A patient-centric approach to rare disease recruiting
By: Jeanne Hecht, MBA, PMP | October 27, 2015
How putting patient needs first improves patient engagement, and makes recruiting a more pleasant experience for everyone involved
Recruiting is a difficult and uncertain process, especially when it comes to rare disease trials. But it can be a lot more productive and efficient if trial designers look beyond what they are trying to accomplish in order to think about what they need to do to make the trial appealing to patients.
Patients with rare diseases often have limited treatment options and less access to information about current research and trial opportunities, which means researchers need to work harder to identify these far flung patients, and to create an environment where they will want to participate in the trial opportunity.
If patients don’t know about a trial, if they don’t trust the researchers/company running the trial, or they think the protocol will too painful, time-consuming, or too far away, the physicians will lose them before they fill out the first form. And if an organization is trying to recruit from a very small, widely-dispersed patient population that loss equates to time and money wasted in the drug development cycle. It seems like a simple approach, but too often researchers get so caught up in what they want to accomplish with a trial that they forget to think about what the patients will need for them to even consider participating.
Adapting the trial design to a more patient-centric approach for rare disease trials doesn’t require a major overhaul. Researchers just need to shift their focus and think about the trial through the eyes of the patient and their caregivers. Taking this view will help them make small changes to the trial design, and avoid the mistakes that might otherwise cause them to miss out on effective recruiting opportunities.

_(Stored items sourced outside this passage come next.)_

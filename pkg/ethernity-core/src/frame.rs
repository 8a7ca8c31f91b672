/*
 * ethernity: durable paper backups of arbitrary files
 * Copyright (C) 2026 Ethernity contributors
 *
 * This program is free software: you can redistribute it and/or modify
 * it under the terms of the GNU General Public License as published by
 * the Free Software Foundation, either version 3 of the License, or
 * (at your option) any later version.
 *
 * This program is distributed in the hope that it will be useful,
 * but WITHOUT ANY WARRANTY; without even the implied warranty of
 * MERCHANTABILITY or FITNESS FOR A PARTICULAR PURPOSE.  See the
 * GNU General Public License for more details.
 *
 * You should have received a copy of the GNU General Public License
 * along with this program.  If not, see <https://www.gnu.org/licenses/>.
 */

//! Binary frame codec (spec §3/§4.2): the on-QR/on-paper atomic unit.

use crate::{crc32, error::Error, varint};

pub const MAGIC: &[u8; 2] = b"AP";
pub const VERSION: u8 = 1;
pub const DOC_ID_LEN: usize = 8;
const CRC_LEN: usize = 4;

pub const MAX_MAIN_FRAME_DATA_BYTES: usize = 1_048_576;
pub const MAX_AUTH_FRAME_DATA_BYTES: usize = 512;
pub const MAX_KEY_FRAME_DATA_BYTES: usize = 2_048;
/// Soft cap on MAIN frame count for chunked QR transport (not in spec.md's
/// core invariants, but enforced by the original implementation's framing
/// module to bound pathological chunk counts).
pub const MAX_MAIN_FRAME_TOTAL: u64 = 4_096;

#[derive(Clone, Copy, Debug, PartialEq, Eq, Hash)]
pub enum FrameType {
    MainDocument,
    KeyDocument,
    Auth,
}

impl FrameType {
    pub fn tag(self) -> u8 {
        match self {
            FrameType::MainDocument => 0x44,
            FrameType::KeyDocument => 0x4b,
            FrameType::Auth => 0x41,
        }
    }

    pub fn from_tag(tag: u8) -> Result<Self, Error> {
        match tag {
            0x44 => Ok(FrameType::MainDocument),
            0x4b => Ok(FrameType::KeyDocument),
            0x41 => Ok(FrameType::Auth),
            other => Err(Error::Codec(format!("unsupported frame type: 0x{:02x}", other))),
        }
    }

    fn max_data_len(self) -> usize {
        match self {
            FrameType::MainDocument => MAX_MAIN_FRAME_DATA_BYTES,
            FrameType::Auth => MAX_AUTH_FRAME_DATA_BYTES,
            FrameType::KeyDocument => MAX_KEY_FRAME_DATA_BYTES,
        }
    }
}

#[derive(Clone, Debug, PartialEq, Eq)]
pub struct Frame {
    pub version: u8,
    pub frame_type: FrameType,
    pub doc_id: [u8; DOC_ID_LEN],
    pub index: u64,
    pub total: u64,
    pub data: Vec<u8>,
}

impl Frame {
    pub fn new(
        frame_type: FrameType,
        doc_id: [u8; DOC_ID_LEN],
        index: u64,
        total: u64,
        data: Vec<u8>,
    ) -> Result<Self, Error> {
        let frame = Frame {
            version: VERSION,
            frame_type,
            doc_id,
            index,
            total,
            data,
        };
        frame.validate()?;
        Ok(frame)
    }

    fn validate(&self) -> Result<(), Error> {
        if self.version != VERSION {
            return Err(Error::Codec(format!(
                "unsupported frame version: {}",
                self.version
            )));
        }
        if self.total == 0 {
            return Err(Error::InvalidInput("frame total must be >= 1".into()));
        }
        if self.index >= self.total {
            return Err(Error::InvalidInput(format!(
                "frame index {} must be < total {}",
                self.index, self.total
            )));
        }
        match self.frame_type {
            FrameType::Auth | FrameType::KeyDocument => {
                if self.total != 1 || self.index != 0 {
                    return Err(Error::InvalidInput(
                        "AUTH/KEY frames must be single-frame payloads (index=0,total=1)".into(),
                    ));
                }
            }
            FrameType::MainDocument => {
                if self.total > MAX_MAIN_FRAME_TOTAL {
                    return Err(Error::bounds(
                        "MAIN frame total",
                        MAX_MAIN_FRAME_TOTAL as usize,
                        self.total as usize,
                    ));
                }
            }
        }
        let cap = self.frame_type.max_data_len();
        if self.data.len() > cap {
            return Err(Error::bounds("frame data", cap, self.data.len()));
        }
        Ok(())
    }

    /// Encodes the frame per spec §3:
    /// `"AP" ‖ uvarint(version) ‖ byte(frame_type) ‖ doc_id ‖ uvarint(index)
    /// ‖ uvarint(total) ‖ uvarint(len(data)) ‖ data ‖ CRC32-BE(body)`.
    pub fn encode(&self) -> Result<Vec<u8>, Error> {
        self.validate()?;

        let mut body = Vec::with_capacity(MAGIC.len() + 16 + DOC_ID_LEN + self.data.len());
        body.extend_from_slice(MAGIC);
        body.extend_from_slice(&varint::encode(self.version as u64));
        body.push(self.frame_type.tag());
        body.extend_from_slice(&self.doc_id);
        body.extend_from_slice(&varint::encode(self.index));
        body.extend_from_slice(&varint::encode(self.total));
        body.extend_from_slice(&varint::encode(self.data.len() as u64));
        body.extend_from_slice(&self.data);

        let crc = crc32::checksum(&body);
        body.extend_from_slice(&crc.to_be_bytes());
        Ok(body)
    }

    /// Decodes a frame, verifying magic, version, type, doc_id length,
    /// varints, exact length match, and CRC before returning.
    pub fn decode(bytes: &[u8]) -> Result<Self, Error> {
        if bytes.len() < MAGIC.len() + CRC_LEN {
            return Err(Error::Codec("frame too short".into()));
        }
        if &bytes[..MAGIC.len()] != MAGIC {
            return Err(Error::Codec("bad frame magic".into()));
        }
        let mut offset = MAGIC.len();

        let (version, n) = varint::decode(&bytes[offset..])?;
        offset += n;
        if version != VERSION as u64 {
            return Err(Error::Codec(format!("unsupported frame version: {}", version)));
        }

        let tag = *bytes
            .get(offset)
            .ok_or_else(|| Error::Codec("missing frame type".into()))?;
        offset += 1;
        let frame_type = FrameType::from_tag(tag)?;

        if offset + DOC_ID_LEN > bytes.len() {
            return Err(Error::Codec("missing doc_id".into()));
        }
        let mut doc_id = [0u8; DOC_ID_LEN];
        doc_id.copy_from_slice(&bytes[offset..offset + DOC_ID_LEN]);
        offset += DOC_ID_LEN;

        let (index, n) = varint::decode(&bytes[offset..])?;
        offset += n;
        let (total, n) = varint::decode(&bytes[offset..])?;
        offset += n;
        let (data_len, n) = varint::decode(&bytes[offset..])?;
        offset += n;
        let data_len = usize::try_from(data_len)
            .map_err(|_| Error::Codec("frame data length overflow".into()))?;

        if offset
            .checked_add(data_len)
            .and_then(|end| end.checked_add(CRC_LEN))
            != Some(bytes.len())
        {
            return Err(Error::Codec("frame length mismatch".into()));
        }

        let data = bytes[offset..offset + data_len].to_vec();
        offset += data_len;

        let crc_expected = u32::from_be_bytes(bytes[offset..offset + CRC_LEN].try_into().unwrap());
        let crc_actual = crc32::checksum(&bytes[..offset]);
        if crc_expected != crc_actual {
            return Err(Error::Codec("frame CRC mismatch".into()));
        }

        let frame = Frame {
            version: version as u8,
            frame_type,
            doc_id,
            index,
            total,
            data,
        };
        frame.validate()?;
        Ok(frame)
    }
}

#[cfg(test)]
mod test {
    use super::*;

    fn sample_frame() -> Frame {
        Frame::new(FrameType::MainDocument, [7u8; DOC_ID_LEN], 0, 1, b"hello".to_vec()).unwrap()
    }

    #[test]
    fn roundtrip() {
        let frame = sample_frame();
        let encoded = frame.encode().unwrap();
        let decoded = Frame::decode(&encoded).unwrap();
        assert_eq!(frame, decoded);
    }

    #[test]
    fn single_byte_mutation_is_rejected() {
        let frame = sample_frame();
        let encoded = frame.encode().unwrap();
        for i in 0..encoded.len() {
            let mut mutated = encoded.clone();
            mutated[i] ^= 0xff;
            // CRC-32 catches every single-byte error in a body this short,
            // so every one-byte mutation must fail decode outright.
            assert!(
                Frame::decode(&mutated).is_err(),
                "mutation at byte {} decoded without error",
                i
            );
        }
    }

    #[test]
    fn auth_frame_rejects_multi_frame() {
        assert!(Frame::new(FrameType::Auth, [0u8; DOC_ID_LEN], 0, 2, vec![]).is_err());
    }

    #[test]
    fn main_frame_data_cap_enforced() {
        let data = vec![0u8; MAX_MAIN_FRAME_DATA_BYTES + 1];
        assert!(Frame::new(FrameType::MainDocument, [0u8; DOC_ID_LEN], 0, 1, data).is_err());
    }

    #[test]
    fn bad_magic_rejected() {
        let mut encoded = sample_frame().encode().unwrap();
        encoded[0] = b'X';
        assert!(Frame::decode(&encoded).is_err());
    }
}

Collaborate with patient support groups. Whether a patient is newly diagnosed with a rare disease, or a long-time sufferer looking for alternative treatment options, the first place they are likely to turn is a patient support group. These groups help them feel like they are not alone, and give them a trusted place to find information about trials, resources, and education about treatment options. These groups can be particularly important for sufferers of rare diseases, who may feel isolated and frustrated by a lack of options. Yet, because there are so few sufferers, these groups are often poorly funded, and may struggle to find the resources or expertise to support their members or to build-out their web presence.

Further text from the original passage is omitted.